L. A. & Cª no meio da revolução

 Cap 10  RAPTADO


 Um carro aproximou-se devagar do edifício do Reactor e parou em frente do maciço de arvoredo onde se encontravam os miúdos. 
 - É o carro do tio Lima! - exclamou o Filipe, tão espantado que se esqueceu por completo que não podia falar alto. 
 O tio Lima era um primo afastado da mãe dos gémeos, vinha jantar muitas vezes a casa deles e, por coincidência, colega de trabalho do Dr. Barroso. Nunca casara e não tinha filhos, por isso tinha uma predilecção especial pelos gémeos. 
 - Não pode ser! No escuro os carros parecem-se todos uns com os outros! - o Luís, aflitíssimo e em surdina, tentava acalmar as hostes. 
 - E tu és um nabo! Até parece que não percebes nada de automóveis! É o carro do tio Lima, pois! - o Filipe, excitadíssimo, mal podia conter o tom de voz. 
 Do carro saía, naquele momento, um sujeito alto, de bigode, barba e cachimbo. Não havia dúvidas. Era o Eng. Lima. 
 O Filipe não aguentou mais. Saiu do esconderijo e correu na direcção do tio. Mas, de repente, estacou.

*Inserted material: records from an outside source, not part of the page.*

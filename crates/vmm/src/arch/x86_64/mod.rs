//! x86_64 architecture-specific implementation.
//!
//! This module provides the hardware constants for x86_64 with 4-level paging: address
//! validation, the user/kernel layout and the encoding of page table flags.

mod flags;

pub use flags::PageFlags;

/// Maximum number of bits in a physical address on x86_64.
/// This is typically 52 bits on modern CPUs, but we use 48 as a conservative default.
pub const MAX_PHYSICAL_BITS: usize = 48;

/// Default page size in bytes (4 KiB).
pub const PAGE_SIZE: usize = 4096;

/// First usable user address. The zero page is never mapped.
pub const USER_SPACE_START: usize = PAGE_SIZE;

/// End (exclusive) of the lower canonical half, minus a guard page.
pub const USER_SPACE_END: usize = 0x0000_7FFF_FFFF_F000;

/// First kernel address in the higher half.
pub const KERNEL_SPACE_START: usize = 0xFFFF_8000_0000_0000;

/// End (exclusive) of the kernel half, minus a guard page.
pub const KERNEL_SPACE_END: usize = 0xFFFF_FFFF_FFFF_F000;

/// Validates a physical address for x86_64.
///
/// Physical addresses must not exceed the maximum physical address width.
#[inline]
pub const fn validate_physical(addr: usize) -> bool {
    let max_addr = (1usize << MAX_PHYSICAL_BITS) - 1;
    addr <= max_addr
}

/// Validates a virtual address for x86_64.
///
/// Virtual addresses must be canonical (bits 47-63 must be sign-extended from bit 47).
#[inline]
pub const fn validate_virtual(addr: usize) -> bool {
    canonicalize_virtual(addr) == addr
}

/// Canonicalizes a virtual address for x86_64.
///
/// This sign-extends bit 47 to bits 48-63.
#[inline]
pub const fn canonicalize_virtual(addr: usize) -> usize {
    if (addr & (1 << 47)) != 0 {
        addr | 0xFFFF_0000_0000_0000
    } else {
        addr & 0x0000_FFFF_FFFF_FFFF
    }
}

É que por trás do bigode, da barba e do cachimbo parecia estar uma cara que não era a do tio! Não teve tempo de reflectir; sentiu uma dor, levou a mão à cabeça, deu uns passos atrás e caiu no chão, desmaiado, por sorte atrás de outro arbusto. 
 Os outros três tinham assistido a tudo sem poderem fazer nada. Quando o Filipe correu para aquele que parecia ser o Eng. Lima, saíra do outro lado do carro um indivíduo gordo e baixinho que, por trás, lhe aplicara um valente golpe na cabeça! 

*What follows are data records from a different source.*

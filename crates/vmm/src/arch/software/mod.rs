//! Software emulation of the architecture layer for testing and development.
//!
//! The software-emulated architecture is a "scale model" of x86_64:
//! - 16-bit addresses (vs 48-bit on x86_64)
//! - 4-bit page offset (16-byte pages, vs 12-bit/4KB on x86_64)
//! - the lower half (`0x0000..0x8000`) belongs to user space, the sign-extended upper half
//!   to the kernel
//!
//! Small pages keep address-space tests cheap while still exercising every alignment and
//! boundary rule of the real layout.

mod flags;

pub use flags::PageFlags;

/// Maximum number of bits in a physical address for software emulation.
pub const MAX_PHYSICAL_BITS: usize = 16;

/// Page size in bytes (16 bytes = 2^4).
pub const PAGE_SIZE: usize = 16;

/// First usable user address. Page zero stays unmapped to catch null dereferences.
pub const USER_SPACE_START: usize = PAGE_SIZE;

/// End (exclusive) of the user half. The last page is left out so the bound stays canonical.
pub const USER_SPACE_END: usize = 0x8000 - PAGE_SIZE;

/// First kernel address (sign-extended bit 15).
pub const KERNEL_SPACE_START: usize = 0xFFFF_FFFF_FFFF_8000;

/// End (exclusive) of the kernel half.
pub const KERNEL_SPACE_END: usize = 0xFFFF_FFFF_FFFF_FFF0;

/// Validates a physical address for software emulation.
///
/// Physical addresses must fit within 16 bits.
#[inline]
pub const fn validate_physical(addr: usize) -> bool {
    addr <= 0xFFFF
}

/// Validates a virtual address for software emulation.
///
/// Virtual addresses must be canonical (bits 16-63 must be sign-extended from bit 15).
#[inline]
pub const fn validate_virtual(addr: usize) -> bool {
    canonicalize_virtual(addr) == addr
}

/// Canonicalizes a virtual address for software emulation.
///
/// This sign-extends bit 15 to bits 16-63.
#[inline]
pub const fn canonicalize_virtual(addr: usize) -> usize {
    if (addr & 0x8000) != 0 {
        addr | 0xFFFF_FFFF_FFFF_0000
    } else {
        addr & 0xFFFF
    }
}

 Mas o Nuno, ao ver o irmão cair, desamparado, no meio das ervas, não aguentou e correu em seu socorro. Foi logo apanhado pelo indivíduo gordo! Era evidente que o tinham confundido com o irmão, caído atrás do arbusto. Agarraram-no, taparam-lhe a boca com um lenço e enfiaram-no dentro da mala do carro. 
 Foi tudo tão rápido que o Luís e a Ana ficaram imobilizados pelo medo. 
 Houve um momento de hesitação entre os dois homens. Falavam em voz tão baixa que era impossível perceber-se o que eles diziam. O "Eng. Lima" ainda se dirigiu para os arbustos, fazendo girar uma lanterna em várias direcções, mas desistiu quase logo. Era evidente que dispunha de muito pouco tempo e qualquer manobra mais ruidosa poderia chamar a atenção dos guardas que estavam  ali, a muito poucos metros de distância. Os miúdos, esses, sentiam-se quase transformados nos arbustos em que se escondiam. Até lhes parecia que tinham deixado de respirar.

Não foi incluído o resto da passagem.